Deep computational analysis details dysregulation of eukaryotic translation initiation complex eIF4F in human cancers.

Abstract

eIF4F plays diverse roles in human cancers, which complicate the development of an overarching understanding of its functional and regulatory impacts across tumor types. Typically, eIF4F drives initiation from the mRNA 5' end (cap) and is composed of eIF4G1, eIF4A1, and cap-binding eIF4E. Cap-independent initiation is possible without eIF4E, from internal ribosomal entry sites (IRESs). By analyzing large public datasets, we found that cancers selectively overexpress EIF4G1 more than EIF4E. That expression imbalance supports EIF4G1 as a prognostic indicator in patients with cancer.
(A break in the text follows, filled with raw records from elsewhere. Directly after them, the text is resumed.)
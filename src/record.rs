//! Nil-safe access to a single normalized record.
//!
//! The shape of a record varies per collection and per API version, so
//! [`Record`] does not model fields statically. It wraps the normalized
//! mapping produced by [`crate::normalize`] and guarantees that reading any
//! field, present or not, succeeds: absent fields read back as
//! [`Value::Null`], never as an error. Callers check for null instead of
//! checking for existence first.

use crate::normalize::{self, normalize_key};
use serde_json::{Map, Value};
use std::fmt;

/// One normalized record from a result page.
///
/// Field lookup is keyed by the canonical `snake_case` name, and the lookup
/// itself is casing-insensitive: `get("TitleLong")` and `get("title_long")`
/// read the same field.
///
/// # Examples
///
/// ```
/// use isbndb::Record;
/// use serde_json::json;
///
/// let record = Record::from_raw(&json!({
///     "book_id": "hello_gorgeous",
///     "TitleLong": "Hello gorgeous: a guide to style",
/// }));
/// assert_eq!(record.get_str("title_long"), Some("Hello gorgeous: a guide to style"));
/// assert!(record.get("no_such_field").is_null());
/// ```
#[derive(Debug, Clone, PartialEq)]
pub struct Record {
    fields: Map<String, Value>,
}

static NULL: Value = Value::Null;

impl Record {
    /// Wrap an already-normalized field mapping verbatim.
    #[must_use]
    pub fn new(fields: Map<String, Value>) -> Self {
        Record { fields }
    }

    /// Normalize a raw payload subtree and wrap the result.
    ///
    /// Non-object input yields an empty record.
    #[must_use]
    pub fn from_raw(raw: &Value) -> Self {
        match normalize::normalize_tree(raw) {
            Value::Object(fields) => Record { fields },
            _ => Record { fields: Map::new() },
        }
    }

    /// Look up a field by name.
    ///
    /// The name is canonicalized before lookup, so any casing accepted by
    /// the normalizer works. Absent fields return [`Value::Null`].
    #[must_use]
    pub fn get(&self, name: &str) -> &Value {
        self.fields.get(&normalize_key(name)).unwrap_or(&NULL)
    }

    /// Look up a field and return it as a string slice, if it is one.
    #[must_use]
    pub fn get_str(&self, name: &str) -> Option<&str> {
        self.get(name).as_str()
    }

    /// Look up a field and return it as an integer, if it is one.
    #[must_use]
    pub fn get_i64(&self, name: &str) -> Option<i64> {
        self.get(name).as_i64()
    }

    /// Look up a nested sub-record (e.g. the `details` node of a book).
    ///
    /// Returns `None` if the field is absent or not an object.
    #[must_use]
    pub fn sub_record(&self, name: &str) -> Option<Record> {
        match self.get(name) {
            Value::Object(fields) => Some(Record { fields: fields.clone() }),
            _ => None,
        }
    }

    /// Look up a field holding a sequence of sub-records.
    ///
    /// A single nested object is returned as a one-element list; an absent
    /// or scalar field returns an empty list.
    #[must_use]
    pub fn sub_records(&self, name: &str) -> Vec<Record> {
        match self.get(name) {
            Value::Object(fields) => vec![Record { fields: fields.clone() }],
            Value::Array(items) => items
                .iter()
                .filter_map(|item| match item {
                    Value::Object(fields) => Some(Record { fields: fields.clone() }),
                    _ => None,
                })
                .collect(),
            _ => Vec::new(),
        }
    }

    /// `true` if the named field is absent or normalized to null.
    #[must_use]
    pub fn is_blank(&self, name: &str) -> bool {
        self.get(name).is_null()
    }

    /// Canonical names of all top-level fields, in stored order.
    pub fn field_names(&self) -> impl Iterator<Item = &str> {
        self.fields.keys().map(String::as_str)
    }

    /// Number of top-level fields.
    #[must_use]
    pub fn len(&self) -> usize {
        self.fields.len()
    }

    /// `true` if the record has no fields.
    #[must_use]
    pub fn is_empty(&self) -> bool {
        self.fields.is_empty()
    }
}

impl fmt::Display for Record {
    fn fmt(&self, f: &mut fmt::Formatter<'_>) -> fmt::Result {
        write!(f, "Record({} fields)", self.fields.len())
    }
}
It also attenuates "housekeeping" pathways that are usually regulated in a tissue-specific manner via cap-dependent initiation in healthy tissues and reinforce regulation of cancer-preferred pathways in cap-independent contexts. Cap-independent initiation is mechanistically attributable to eIF4G1 hyperphosphorylation that promotes binding to eIF4A1 and reduced eIF4E availability. Collectively, these findings reveal a novel model of dysregulated eIF4F function and highlight the clinical relevance of cap-(in)dependent initiation in cancer.